His expression was mocking as he came around to open her door. ‘He did a good job on you, didn’t he?’ he said. ‘But then he bought your allegiance.’
Emma stepped out of the car, flinging him a glare over one shoulder. ‘Could we talk about something else for a change?’ she asked. ‘I thought you said this evening’s outing was going to be about building our acquaintance, not talking ad infinitum about your late father.’
He shut the car door and took her elbow in the cup of his palm. ‘You are right,’ he said, and led her towards the restaurant entrance. ‘I am not being a very good date so far, am I?’
Emma cast him a glance. ‘No, but believe it or not I’ve had much worse.’
‘Is that some sort of compliment?’ he asked with the hint of a wry smile.
Emma didn’t get the chance to answer as the maître d’ came to lead them to a table in the little courtyard outside. A short time later they were seated with drinks and a plate of warmed olives and fresh crusty bread set in front of them.

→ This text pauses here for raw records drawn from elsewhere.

use std::fs;
use std::path::Path;

use bevy_ecs::prelude::*;
use serde::{Deserialize, Serialize};

pub const DEFAULT_SESSION_CONFIG_PATH: &str = "./assets/data/session.json";
pub const SESSION_SCHEMA_VERSION: u32 = 1;

/// Static parameters of one escalation session, supplied at construction.
#[derive(Resource, Debug, Clone, Serialize, Deserialize)]
#[serde(default)]
pub struct SessionConfig {
    pub schema_version: u32,
    pub consent_window_delay_ms: u64,
    pub initial_spawn_delay_ms: u64,
    pub initial_popups: usize,
    pub respawn_on_close: usize,
    pub prompt_threshold: i32,
    pub max_alpha: f32,
    pub repeat_prompts: bool,
    pub reprompt_delay_ms: u64,
    pub char_delay_ms: u64,
    pub sentence_delay_ms: u64,
    pub logs_per_click: usize,
    pub glitch_text: bool,
    pub action_log_lines: usize,
    pub decline_messages: Vec<String>,
    pub script: Vec<ScriptLine>,
}

#[derive(Debug, Clone, PartialEq, Eq, Serialize, Deserialize)]
pub struct ScriptLine {
    pub text: String,
    #[serde(default)]
    pub emphasis: bool,
}

impl ScriptLine {
    pub fn plain(text: impl Into<String>) -> Self {
        Self {
            text: text.into(),
            emphasis: false,
        }
    }

    pub fn emphasized(text: impl Into<String>) -> Self {
        Self {
            text: text.into(),
            emphasis: true,
        }
    }
}

impl Default for SessionConfig {
    fn default() -> Self {
        Self {
            schema_version: SESSION_SCHEMA_VERSION,
            consent_window_delay_ms: 1500,
            initial_spawn_delay_ms: 100,
            initial_popups: 3,
            respawn_on_close: 2,
            prompt_threshold: 50,
            max_alpha: 0.5,
            repeat_prompts: false,
            reprompt_delay_ms: 1500,
            char_delay_ms: 40,
            sentence_delay_ms: 900,
            logs_per_click: 25,
            glitch_text: true,
            action_log_lines: 80,
            decline_messages: vec![
                "That's fine. We'll ask again.".to_string(),
                "Are you sure? We only want to help you.".to_string(),
                "You don't really have a choice.".to_string(),
            ],
            script: vec![
                ScriptLine::plain("Thank you for your cooperation. "),
                ScriptLine::plain("We have been watching for a while now. "),
                ScriptLine::emphasized("Every click. Every pause. Every face you made. "),
                ScriptLine::plain("You asked us to stop tracking you. "),
                ScriptLine::plain("So we looked closer. "),
                ScriptLine::emphasized("We are still here."),
            ],
        }
    }
}

#[derive(Debug)]
pub enum ConfigError {
    Io { path: String, source: std::io::Error },
    Json { path: String, source: serde_json::Error },
    Validation(String),
}

impl std::fmt::Display for ConfigError {
    fn fmt(&self, f: &mut std::fmt::Formatter<'_>) -> std::fmt::Result {
        match self {
            ConfigError::Io { path, source } => {
                write!(f, "failed to read {}: {}", path, source)
            }
            ConfigError::Json { path, source } => {
                write!(f, "failed to parse {}: {}", path, source)
            }
            ConfigError::Validation(message) => write!(f, "invalid session config: {}", message),
        }
    }
}

impl std::error::Error for ConfigError {
    fn source(&self) -> Option<&(dyn std::error::Error + 'static)> {
        match self {
            ConfigError::Io { source, .. } => Some(source),
            ConfigError::Json { source, .. } => Some(source),
            ConfigError::Validation(_) => None,
        }
    }
}

pub fn load_session_config(path: impl AsRef<Path>) -> Result<SessionConfig, ConfigError> {
    let path = path.as_ref();
    let raw = fs::read_to_string(path).map_err(|source| ConfigError::Io {
        path: path.display().to_string(),
        source,
    })?;
    let config: SessionConfig =
        serde_json::from_str(&raw).map_err(|source| ConfigError::Json {
            path: path.display().to_string(),
            source,
        })?;
    config.validate()?;
    Ok(config)
}

impl SessionConfig {
    pub fn validate(&self) -> Result<(), ConfigError> {
        if self.schema_version != SESSION_SCHEMA_VERSION {
            return Err(ConfigError::Validation(format!(
                "unsupported schema_version {}, expected {}",
                self.schema_version, SESSION_SCHEMA_VERSION
            )));
        }
        if self.prompt_threshold <= 0 {
            return Err(ConfigError::Validation(format!(
                "prompt_threshold must be positive, got {}",
                self.prompt_threshold
            )));
        }
        if !self.max_alpha.is_finite() || !(0.0..=1.0).contains(&self.max_alpha) {
            return Err(ConfigError::Validation(format!(
                "max_alpha must be within [0, 1], got {}",
                self.max_alpha
            )));
        }
        if self.script.is_empty() {
            return Err(ConfigError::Validation(
                "monologue script cannot be empty".to_string(),
            ));
        }
        if let Some(index) = self.script.iter().position(|line| line.text.is_empty()) {
            return Err(ConfigError::Validation(format!(
                "script line {} has no text",
                index
            )));
        }
        if self.decline_messages.len() != 3 {
            return Err(ConfigError::Validation(format!(
                "expected 3 decline messages, got {}",
                self.decline_messages.len()
            )));
        }
        if self
            .decline_messages
            .iter()
            .any(|message| message.trim().is_empty())
        {
            return Err(ConfigError::Validation(
                "decline messages cannot be empty".to_string(),
            ));
        }
        if self.action_log_lines == 0 {
            return Err(ConfigError::Validation(
                "action_log_lines must be at least 1".to_string(),
            ));
        }
        Ok(())
    }

    /// Total number of characters the monologue reveals.
    pub fn script_len(&self) -> usize {
        self.script.iter().map(|line| line.text.chars().count()).sum()
    }
}
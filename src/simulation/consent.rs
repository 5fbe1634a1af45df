use std::str::FromStr;

use bevy_ecs::prelude::*;
use serde::{Deserialize, Serialize};

/// Buttons on the consent window. Any of them starts the escalation.
#[derive(Debug, Clone, Copy, PartialEq, Eq, Hash, Serialize, Deserialize)]
pub enum ConsentAction {
    ClearHistory,
    TurnOffTracking,
    OptOutOfDataCollection,
}

impl ConsentAction {
    pub const ALL: [ConsentAction; 3] = [
        ConsentAction::ClearHistory,
        ConsentAction::TurnOffTracking,
        ConsentAction::OptOutOfDataCollection,
    ];

    pub fn name(self) -> &'static str {
        match self {
            ConsentAction::ClearHistory => "ClearHistory",
            ConsentAction::TurnOffTracking => "TurnOffTracking",
            ConsentAction::OptOutOfDataCollection => "OptOutOfDataCollection",
        }
    }

    pub fn tint(self) -> Tint {
        match self {
            ConsentAction::ClearHistory => Tint::WARN,
            ConsentAction::TurnOffTracking => Tint::NEUTRAL,
            ConsentAction::OptOutOfDataCollection => Tint::CALM,
        }
    }

    pub fn click_log(self) -> String {
        format!("userClicked(\"{}\")", self.name())
    }
}

#[derive(Debug, Clone, PartialEq, Eq)]
pub struct UnknownAction(pub String);

impl std::fmt::Display for UnknownAction {
    fn fmt(&self, f: &mut std::fmt::Formatter<'_>) -> std::fmt::Result {
        write!(f, "unknown action '{}'", self.0)
    }
}

impl std::error::Error for UnknownAction {}

impl FromStr for ConsentAction {
    type Err = UnknownAction;

    fn from_str(raw: &str) -> Result<Self, Self::Err> {
        match raw.trim() {
            "clear_history" | "ClearHistory" => Ok(ConsentAction::ClearHistory),
            "turn_off_tracking" | "TurnOffTracking" => Ok(ConsentAction::TurnOffTracking),
            "opt_out" | "opt_out_of_data_collection" | "OptOutOfDataCollection" => {
                Ok(ConsentAction::OptOutOfDataCollection)
            }
            other => Err(UnknownAction(other.to_string())),
        }
    }
}

/// Background overlay colour, RGBA in [0, 1].
#[derive(Debug, Clone, Copy, PartialEq, Serialize, Deserialize)]
pub struct Tint {
    pub r: f32,
    pub g: f32,
    pub b: f32,
    pub a: f32,
}

impl Tint {
    pub const WARN: Tint = Tint {
        r: 0.2,
        g: 0.05,
        b: 0.08,
        a: 0.05,
    };
    pub const CALM: Tint = Tint {
        r: 0.11,
        g: 0.16,
        b: 0.28,
        a: 0.05,
    };
    pub const NEUTRAL: Tint = Tint {
        r: 0.18,
        g: 0.20,
        b: 0.24,
        a: 0.05,
    };
}

/// Latch for `BeginEscalation`.
#[derive(Resource, Debug, Default, Clone, Copy)]
pub struct EscalationState {
    pub started: bool,
    pub consent_window_visible: bool,
}

#[cfg(test)]
mod tests {
    use super::*;

    #[test]
    fn parses_snake_case_and_display_names() {
        for action in ConsentAction::ALL {
            assert_eq!(action.name().parse::<ConsentAction>(), Ok(action));
        }
        assert_eq!(
            "opt_out".parse::<ConsentAction>(),
            Ok(ConsentAction::OptOutOfDataCollection)
        );
        assert_eq!(
            " turn_off_tracking ".parse::<ConsentAction>(),
            Ok(ConsentAction::TurnOffTracking)
        );
        assert!("delete_everything".parse::<ConsentAction>().is_err());
    }

    #[test]
    fn each_action_has_its_own_tint() {
        assert_eq!(ConsentAction::ClearHistory.tint(), Tint::WARN);
        assert_eq!(ConsentAction::TurnOffTracking.tint(), Tint::NEUTRAL);
        assert_eq!(ConsentAction::OptOutOfDataCollection.tint(), Tint::CALM);
    }
}
use bevy_ecs::prelude::*;
use bevy_utils::tracing::{debug, info};

use crate::core::directives::Directive;
use crate::data::session_config::SessionConfig;
use crate::simulation::action_log::LogLevel;
use crate::simulation::consent::EscalationState;
use crate::simulation::continuations::{Continuation, ContinuationQueue, Scheduled};
use crate::simulation::monologue::{MonologueSequencer, NextReveal};
use crate::simulation::time::SessionClock;
use crate::systems::choice::reprompt;
use crate::systems::escalation::spawn_popups;
use crate::systems::{emit, record_action};

/// System: resumes every continuation whose due time has elapsed.
pub fn run_continuations_system(world: &mut World) {
    loop {
        let now = world.resource::<SessionClock>().now_ms;
        let Some(entry) = world.resource_mut::<ContinuationQueue>().pop_due(now) else {
            break;
        };
        resume(world, entry);
    }
}

fn resume(world: &mut World, entry: Scheduled) {
    match entry.continuation {
        Continuation::ShowConsentWindow => {
            world.resource_mut::<EscalationState>().consent_window_visible = true;
            emit(world, Directive::ConsentWindowShown);
        }
        Continuation::SpawnInitialPopups => {
            let count = world.resource::<SessionConfig>().initial_popups;
            spawn_popups(world, count);
        }
        Continuation::Reprompt => reprompt(world),
        Continuation::RevealMonologue => reveal_next(world, entry.due_ms),
    }
}

/// One character per resume; the next reveal is anchored on this entry's due
/// time so pacing holds across long frames.
fn reveal_next(world: &mut World, due_ms: u64) {
    let Some(step) = world.resource_mut::<MonologueSequencer>().step() else {
        debug!("reveal skipped, sequencer halted or idle");
        return;
    };
    emit(world, Directive::MonologueLineRevealed(step.revealed));

    match step.next {
        NextReveal::Char(delay) | NextReveal::Line(delay) => {
            world
                .resource_mut::<ContinuationQueue>()
                .schedule(due_ms.saturating_add(delay), Continuation::RevealMonologue);
        }
        NextReveal::Finished => {
            info!("monologue finished");
            emit(world, Directive::MonologueFinished);
            record_action(world, LogLevel::Info, "monologueComplete()");
        }
    }
}
pub mod console;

Rafaele picked up his glass and slowly twirled the contents. ‘So tell me, Emma,’ he said. ‘Marriage and kids is high on your to-do list, is that right?’
‘If the right person comes along, then yes.’
‘Are you one of those young women who have a checklist on what they are looking for in a man?’ he asked.
‘I don’t see a problem with sorting out what you don’t want from what you do,’ Emma said.
‘So what’s on your list?’
‘The usual things,’ she said. ‘Faithfulness, a sense of humour and a willingness to be emotionally available.’
‘You did not mention money.’
‘That’s because it’s not as important as love.’
He gave her a cynical smile. ‘It is always important, Emma,’ he said. ‘At least it is for all the women I know.’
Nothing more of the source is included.